//! Deployment modification — computes scale-out/scale-in diffs.
//!
//! Given the previous deployment plan, the (possibly updated) logical plan,
//! and a map of absolute target counts, the modifier re-runs the expansion
//! pipeline with identity carried over from the previous plan: surviving
//! instances keep their ids, group instances keep theirs, and previously
//! resolved `all_to_one` bindings are reused verbatim. The diff then falls
//! out of the id sets: candidate ids absent from the previous plan are
//! additions, previous ids selected for removal are removals, and existing
//! instances whose relationship set changed are extensions/reductions.
//!
//! Removal is whole-subtree: a removed instance takes its containment
//! descendants, and a removed group instance takes every member copy
//! assigned to it. The selection rule is stable: instances named in the
//! include hint go first, exclude-hinted instances are avoided, and the
//! remainder comes from the highest-indexed copies down.

use std::collections::{BTreeMap, BTreeSet};

use tracing::{debug, info, warn};

use topoplan_core::{
    DeploymentPlan, IdAllocator, InstanceId, LogicalPlan, NodeInstance, NodeModification,
    PlanError, PlanResult,
};
use topoplan_expand::{ReuseTable, expand_with_reuse};
use topoplan_graph::{ConnectionType, TemplateGraph, decompose, resolve};

/// One modification request, keyed externally by template or group id.
///
/// `instances` is the absolute target count for the entity (not a delta).
#[derive(Debug, Clone, Default)]
pub struct ModificationRequest {
    pub instances: u32,
    /// Instance ids to prefer removing on scale-in.
    pub removed_ids_include_hint: Vec<InstanceId>,
    /// Instance ids to avoid removing on scale-in.
    pub removed_ids_exclude_hint: Vec<InstanceId>,
}

impl ModificationRequest {
    pub fn count(instances: u32) -> Self {
        Self {
            instances,
            ..Self::default()
        }
    }
}

/// The computed deployment diff.
#[derive(Debug, Clone)]
pub struct ModifyOutcome {
    /// Added instances (marked `added`) plus existing instances related to
    /// them through a relationship or a shared group instance.
    pub added_and_related: Vec<NodeInstance>,
    /// Removed instances (marked `removed`) plus related existing instances,
    /// drawn from the previous plan.
    pub removed_and_related: Vec<NodeInstance>,
    /// Existing instances that only gained relationship edges, plus the
    /// targets of those new edges.
    pub extended_and_related: Vec<NodeInstance>,
    /// Existing instances that only lost relationship edges, plus the
    /// targets of the lost edges.
    pub reduced_and_related: Vec<NodeInstance>,
    /// The full candidate plan after the modification, for the caller to
    /// persist.
    pub plan: DeploymentPlan,
}

impl ModifyOutcome {
    /// True when the modification changed nothing.
    pub fn is_noop(&self) -> bool {
        self.added_and_related.is_empty()
            && self.removed_and_related.is_empty()
            && self.extended_and_related.is_empty()
            && self.reduced_and_related.is_empty()
    }
}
◆ ◆ ◆ ◆
With "candidate" as the word to match, copy each line of the records that has it.

> THE COMPLETED TASK:
//! out of the id sets: candidate ids absent from the previous plan are
    /// The full candidate plan after the modification, for the caller to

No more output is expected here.